Pizza Hut, with 25 outlets in China, opened its first Shanghai restaurant in 1996 and continues to expand. The Pizza Hut chain offers a menu similar to its U.S. counterpart with various deep and thin crust pizzas along with pastas, bread, beverages and a salad bar. One notable difference is its seafood pizza topped with squid or tuna. Prices tend to be higher C an average meal for two totals more than 90 yuan or US$10.85. Pizza Hut has a quieter, less frenzied atmosphere than other fast-food outlets in Shanghai and tends to attract young professionals aged 18-35.
Chalon is a new entry in China's chain-restaurant category. It is a large chain based in Japan (where it is open 24 hours a day) and provides typical American-type fare such as salads, burgers and hot sandwiches along with a selection of Japanese favorites such as sukiyaki. Many ingredients are imported, and the menu is standardized. Prices are reasonable at about 35 yuan or US$4.22 per person.
Hartz Texas-Style Chicken Buffet opened its first restaurant last fall in downtown Shanghai with 500 seats. It hopes to open 12 more restaurants in Shanghai before the end of 1997. The Hartz franchise of Houston, Texas, was purchased by a Chinese-managed Indonesian company, which established the Wendy's franchise in Hong Kong in 1990.
Hartz is an all-you-can-eat style buffet with hot and cold salads, breads, beverages, ice cream and every imaginable variety of chicken C from rotisserie to fried to spicy gizzards. Hartz currently attracts near-capacity crowds at a reasonable price of 38 yuan or US$4.58 on weekdays and 48 yuan or US$5.79 on weekends. Hartz uses imported spices, sauces and french fries.

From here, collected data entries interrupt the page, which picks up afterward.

use std::sync::LazyLock;

use async_trait::async_trait;
use modelsearch_core::SearchResult;
use regex::Regex;
use tracing::info;

use crate::error::AppError;

static SPAN_TEXT: LazyLock<Regex> =
    LazyLock::new(|| Regex::new(r"<span>(.*?)</span>").expect("span pattern compiles"));

/// Where the public model catalogue page comes from.
#[async_trait]
pub trait LibrarySource: Send + Sync {
    async fn fetch_page(&self) -> Result<String, AppError>;
}

pub struct HttpLibrary {
    url: String,
    http: reqwest::Client,
}

impl HttpLibrary {
    pub fn new(url: &str) -> Self {
        Self {
            url: url.to_string(),
            http: reqwest::Client::new(),
        }
    }
}

#[async_trait]
impl LibrarySource for HttpLibrary {
    async fn fetch_page(&self) -> Result<String, AppError> {
        let resp = self
            .http
            .get(&self.url)
            .send()
            .await
            .map_err(|e| AppError::Upstream(format!("Failed to reach the Ollama library: {}", e)))?;

        if !resp.status().is_success() {
            return Err(AppError::Upstream(format!(
                "Ollama library returned {}",
                resp.status()
            )));
        }

        resp.text()
            .await
            .map_err(|e| AppError::Upstream(format!("Failed to read the Ollama library: {}", e)))
    }
}

/// Model names on the library page, in page order.
pub fn extract_model_names(page: &str) -> Vec<String> {
    SPAN_TEXT
        .captures_iter(page)
        .filter_map(|c| c.get(1))
        .map(|m| m.as_str().to_string())
        .filter(|name| !name.trim().is_empty())
        .collect()
}

/// Case-insensitive substring match; an empty keyword keeps everything.
pub fn filter_models(names: Vec<String>, keyword: &str) -> Vec<SearchResult> {
    let needle = keyword.to_lowercase();
    names
        .into_iter()
        .filter(|name| name.to_lowercase().contains(&needle))
        .map(SearchResult::library_match)
        .collect()
}

pub async fn search(source: &dyn LibrarySource, keyword: &str) -> Result<Vec<SearchResult>, AppError> {
    let page = source.fetch_page().await?;
    let models = filter_models(extract_model_names(&page), keyword);
    info!("Library search '{}' matched {} models", keyword, models.len());
    Ok(models)
}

Gino's Pasta-Cappuccino specializes in Italian-style cuisine, premium coffee drinks and desserts. Managed by a Burger King distributor in Taiwan, it has four stores in Shanghai with plans to open two more next year. Food offerings include an Italian menu, including pasta with bolognaise, carbonara and pesto sauces and pizza. Many food ingredients, such as tomato sauce, pasta and cheese, are imported from Italy. French fries and Tabasco sauce are imported from the United States.
The average consumer at Gino's spends about 50 yuan or US$6.03 for an entree, soup or salad, drink and dessert. Gino's has also taken the lead with couponing in Shanghai, aggressively offering two for one discounts on pizza and pasta, bringing the price of an Italian meal for two to an affordable 60 yuan or US$7.23.
Swensen's Ice Cream from the United States is at the upper end of the chain restaurant pricing scale. It plans to open a total of six restaurants in Shanghai by 1998. Swensen's offers ice cream along with an assortment of American fare, including gourmet hamburgers, salads, soups and steaks. A wide variety of imported ingredients are used, including USDA choice steaks and all the basic ingredients for ice cream, which is further processed in China.
Average consumer spending is 50-60 yuan or US$6.65 or more than 150 yuan or US$18.08 for those who eat steak. If the "Real American Steaks" advertisement in Chinese outside the restaurant is any indication, Chinese consumers appear willing to pay a higher price for quality U.S. beef at the upper end of the market.
Methods of Entry Into East China
Fast-food and chain restaurants in China source their food ingredients in several ways: direct import of finished food products, direct import of unfinished food products and local sourcing and processing.
Direct import of finished food products. A large number of U.S. products enter China as finished food products, particularly condiments, flavorings and seasonings that are neither widely available nor widely used in China. Directly imported finished products range from ketchup to chili sauce to canned cherries. Because these products are so specific in nature and flavor, this market is less affected by the increasing scale of economies of the larger chains.
The finished-foods market for fast-food restaurants is neither competitive nor very large in scale. Each chain tends to use its own idiosyncratic products, which are often distributed exclusively for that chain. Unlike many Japanese products, which are often available from a single supplier, U.S. imported food products require dealing with a plethora of different wholesalers and suppliers. This is particularly true for finished additives and condiments.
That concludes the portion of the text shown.